How about starting by disarming illegals with guns?

    Milhouse in reply to jb4. | March 23, 2024 at 8:59 pm

    They don’t need red flag orders to disarm illegals. Illegals can’t legally buy guns anyway. They’re getting them illegally. If they find out about an illegal owning guns they do take action. But how often would they find out about it (other than by catching them using the gun to commit a crime)?

      alaskabob in reply to Milhouse. | March 23, 2024 at 9:10 pm

      Ah… have you seen the recent court decision that these immigrants can buy firearms without background check? The 2A permits illegal aliens to buy firearms now?

        Milhouse in reply to alaskabob. | March 24, 2024 at 12:49 am

        Yes, I have seen it, and I agree with it 100%, but it’s not the law yet. I hope it soon becomes the law.

        For now, illegals can’t legally own guns, so they don’t need to pursue “red flag” orders against them.

          steves59 in reply to Milhouse. | March 24, 2024 at 10:04 am

          “Yes, I have seen it, and I agree with it 100%, but it’s not the law yet. I hope it soon becomes the law.”

          Of COURSE you do, Milhouse. Of COURSE you do.

          scooterjay in reply to Milhouse. | March 24, 2024 at 10:10 am

          How can someone here illegally be a legal firearm owner?

          henrybowman in reply to Milhouse. | March 24, 2024 at 8:16 pm

          @scooterjay: The principle behind this paradox is that being here illegally should be a crime, but owning a firearm at the time should be no more a crime than owning a loaf of bread at the time. All gun control laws are illegal. Criminals in custody and children have their 2A rights held in trust for them by their guardians, everyone else has their own, period. As for former felons, anyone you cannot trust with a gun shouldn’t be trusted without a custodian… or, in other words, if they’re so dangerous that they shouldn’t have a gun, they should still be in the slam.

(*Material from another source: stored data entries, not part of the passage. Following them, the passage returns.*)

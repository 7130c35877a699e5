//! Tails a log file, extracts fields with grok patterns and delivers batched
//! events downstream without losing in-flight lines on shutdown.
//!
//! # Modules
//!
//! - [`grok`]: pattern library loading, compilation and field extraction
//! - [`collector`]: file tailing with rotation detection ([`TailReader`])
//! - [`queue`]: bounded line queue between the reader and the consumers
//! - [`consumer`]: batching consumers flushing by size or time
//! - [`activity`]: activity clock and idle-gated shutdown wrapper
//! - [`sink`]: downstream contracts plus in-process channel and JSON lines sink
//! - [`pipeline`]: orchestration (implements the core `Pipeline` trait)
//! - [`config`]: pipeline settings (built from the core `[source]` section)
//! - [`error`]: domain error type
//!
//! # Architecture
//!
//! ```text
//! file --TailReader--> BoundedLineQueue --BatchConsumer x N--> EventSink
//!                                              |
//!                                        FieldExtractor
//! ```

pub mod activity;
pub mod collector;
pub mod config;
pub mod consumer;
pub mod error;
pub mod grok;
pub mod pipeline;
pub mod queue;
pub mod sink;

// --- re-exports ---

// pipeline
pub use pipeline::{LogPipeline, LogPipelineBuilder};

// config
pub use config::{PipelineConfig, PipelineConfigBuilder};

// errors
pub use error::LogPipelineError;

// grok
pub use grok::{CompiledPattern, FieldExtractor, GrokCompiler, PatternLibrary};

// workers
pub use collector::{ReaderState, TailReader};
pub use consumer::BatchConsumer;
pub use queue::BoundedLineQueue;

// downstream
pub use activity::{ActivityClock, ActivityGated};
pub use sink::{EventChannel, EventSink, JsonLinesSink, Lifecycle, MemoryChannel, SinkRunner};
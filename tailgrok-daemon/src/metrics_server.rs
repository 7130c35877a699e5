//! Prometheus scrape endpoint.
//!
//! The exporter's built-in HTTP listener serves every tailgrok metric at
//! `http://<listen_addr>:<port>/metrics`; flush durations use the fixed
//! buckets declared in `tailgrok_core::metrics`.

use std::net::SocketAddr;

use anyhow::Result;
use metrics_exporter_prometheus::{Matcher, PrometheusBuilder};
use tailgrok_core::config::MetricsConfig;
use tailgrok_core::metrics as m;

/// Path the built-in listener answers on.
pub const SCRAPE_PATH: &str = "/metrics";

/// Resolves the socket the scrape endpoint binds to.
///
/// # Errors
/// The endpoint is not [`SCRAPE_PATH`], or `listen_addr:port` is not a socket
/// address.
pub fn scrape_addr(config: &MetricsConfig) -> Result<SocketAddr> {
    if config.endpoint != SCRAPE_PATH {
        return Err(anyhow::anyhow!(
            "unsupported metrics endpoint '{}': only '{SCRAPE_PATH}' is served",
            config.endpoint
        ));
    }
    format!("{}:{}", config.listen_addr, config.port)
        .parse()
        .map_err(|e| anyhow::anyhow!("invalid metrics listen address: {}", e))
}

/// Installs the global recorder and starts serving scrapes.
///
/// Only one recorder may exist per process.
///
/// # Errors
/// See [`scrape_addr`]; also fails when the socket cannot be bound or a
/// recorder is already installed.
pub fn install_metrics_recorder(config: &MetricsConfig) -> Result<()> {
    let addr = scrape_addr(config)?;
    if addr.ip().is_unspecified() {
        tracing::warn!(
            listen_addr = %addr,
            "metrics endpoint listens on every interface"
        );
    }

    PrometheusBuilder::new()
        .with_http_listener(addr)
        .set_buckets_for_metric(
            Matcher::Full(m::FLUSH_DURATION_SECONDS.to_owned()),
            &m::FLUSH_DURATION_BUCKETS,
        )
        .map_err(|e| anyhow::anyhow!("invalid flush duration buckets: {}", e))?
        .install()
        .map_err(|e| anyhow::anyhow!("failed to install metrics recorder: {}", e))?;
    m::describe_all();

    tracing::info!(listen_addr = %addr, path = SCRAPE_PATH, "serving tailgrok metrics");
    Ok(())
}
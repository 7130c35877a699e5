#![no_main]

use std::sync::LazyLock;

use libfuzzer_sys::fuzz_target;
use tailgrok_log_pipeline::grok::{GrokCompiler, PatternLibrary};

static LIBRARY: LazyLock<PatternLibrary> = LazyLock::new(PatternLibrary::builtin);

fuzz_target!(|data: &[u8]| {
    let Ok(definition) = std::str::from_utf8(data) else {
        return;
    };

    // Ok or PatternSyntax, never a panic
    if let Ok(pattern) = GrokCompiler::compile(definition, &LIBRARY) {
        let _ = pattern.is_match(definition);
    }
});
//! Health aggregation tests.

use tailgrok_core::pipeline::HealthStatus;
use tailgrok_daemon::health::{ComponentHealth, aggregate_status};

#[test]
fn test_aggregate_status_all_healthy() {
    let components = vec![
        ComponentHealth::new("log-pipeline", HealthStatus::Healthy),
        ComponentHealth::new("memory-channel", HealthStatus::Healthy),
        ComponentHealth::new("sink-runner", HealthStatus::Healthy),
    ];

    assert!(aggregate_status(&components).is_healthy());
}

#[test]
fn test_aggregate_status_empty_is_healthy() {
    assert!(aggregate_status(&[]).is_healthy());
}

#[test]
fn test_aggregate_status_one_degraded() {
    let components = vec![
        ComponentHealth::new("log-pipeline", HealthStatus::Degraded("queue utilization high".to_owned())),
        ComponentHealth::new("sink-runner", HealthStatus::Healthy),
    ];

    match aggregate_status(&components) {
        HealthStatus::Degraded(reason) => {
            assert!(reason.contains("log-pipeline"));
            assert!(reason.contains("queue utilization high"));
        }
        other => panic!("expected Degraded status, got: {:?}", other),
    }
}

#[test]
fn test_aggregate_status_unhealthy_wins_over_degraded() {
    let components = vec![
        ComponentHealth::new("log-pipeline", HealthStatus::Degraded("slow".to_owned())),
        ComponentHealth::new("sink-runner", HealthStatus::Unhealthy("not running".to_owned())),
        ComponentHealth::new("memory-channel", HealthStatus::Unhealthy("not running".to_owned())),
    ];

    match aggregate_status(&components) {
        HealthStatus::Unhealthy(reason) => {
            assert!(reason.contains("sink-runner: not running"));
            assert!(reason.contains("memory-channel: not running"));
            assert!(!reason.contains("slow"));
        }
        other => panic!("expected Unhealthy status, got: {:?}", other),
    }
}

#[test]
fn test_component_health_serializes() {
    let health = ComponentHealth::new("sink-runner", HealthStatus::Healthy);
    let json = serde_json::to_value(&health).unwrap();
    assert_eq!(json["name"], "sink-runner");
    assert_eq!(json["status"], "Healthy");
}
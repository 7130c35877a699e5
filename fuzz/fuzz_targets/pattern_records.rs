#![no_main]

use libfuzzer_sys::fuzz_target;
use tailgrok_log_pipeline::grok::PatternLibrary;

fuzz_target!(|data: &[u8]| {
    let text = String::from_utf8_lossy(data);
    let library = PatternLibrary::parse_records(&text);

    // every parsed record is a single non-empty name
    for name in library.names() {
        assert!(!name.is_empty());
        assert!(!name.contains(char::is_whitespace));
    }
});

          Milhouse in reply to Milhouse. | March 24, 2024 at 10:16 pm

          Yes, of course I do. So does every person who actually believes in the RKBA. Anyone who doesn’t agree with it is not a friend of liberty or a supporter of the US constitution, and has no moral right to demand that his own constitutional rights be respected.

      puhiawa in reply to Milhouse. | March 23, 2024 at 10:57 pm

      However in a vast departure from settled Federal law, a Federal Judge decided they may possess guns.

        Milhouse in reply to puhiawa. | March 24, 2024 at 12:53 am

        Yes, and the judge is right. It’s a “vast departure from settled federal law” only in the same sense that Heller, Macdonald, Bruen, etc. were.

        My point is that this is not yet the law. One judge has decided it, but it will spend years in the appeals process before it becomes established. I am talking about the current situation. Right now they can and do disarm illegals, so this program isn’t needed for that.

        Under the new decision, if it is upheld, illegals can arm themselves only on the same terms as citizens and legal aliens. Not, as one commenter here claimed, on terms not available to citizens or legal aliens.

          alaskabob in reply to Milhouse. | March 24, 2024 at 12:40 pm

          “Not, as one commenter here claimed, on terms not available to citizens or legal aliens.” So, Milhouse, the illegal alien goes into a gun store and the FBI runs the NIC… what info comes up? Hum? What equivalent documentation for them when compared to US citizens and LEGAL non-residents? Until the new decision is stayed isn’t it The Law of The Land…. until the journey through the courts ends somewhere.

          One time illegally across the border is a misdemeanor… after that felony. US citizens are being refused ownership in some states on misdemeanors.

          I imagine firearm ownership is a theoretical issue for you… for many is isn’t. I am NOT asking anyone to declare whether they own or don;’t own… Many rights are theoretical until they aren’t when violated by government or when needed. Example…right now…. what parts of the Bill of Rights are ACTIVELY being used as we comment here?

          DaveGinOly in reply to Milhouse. | March 24, 2024 at 7:32 pm

          Does the decision say it’s legal for them to possess firearms or does it say it’s legal for them to buy/acquire firearms from an FFL? These are not the same animals. (And in many states, a purchase from a private party is entirely different animal.)

          henrybowman in reply to Milhouse. | March 24, 2024 at 8:17 pm

          Except that you will notice the case was in Illinois, where the illegal alien did in fact arm himself well outside the terms available to legal citizens. If this case had happened in, say, Phoenix, it wouldn’t stink of the hypocrisy that it does.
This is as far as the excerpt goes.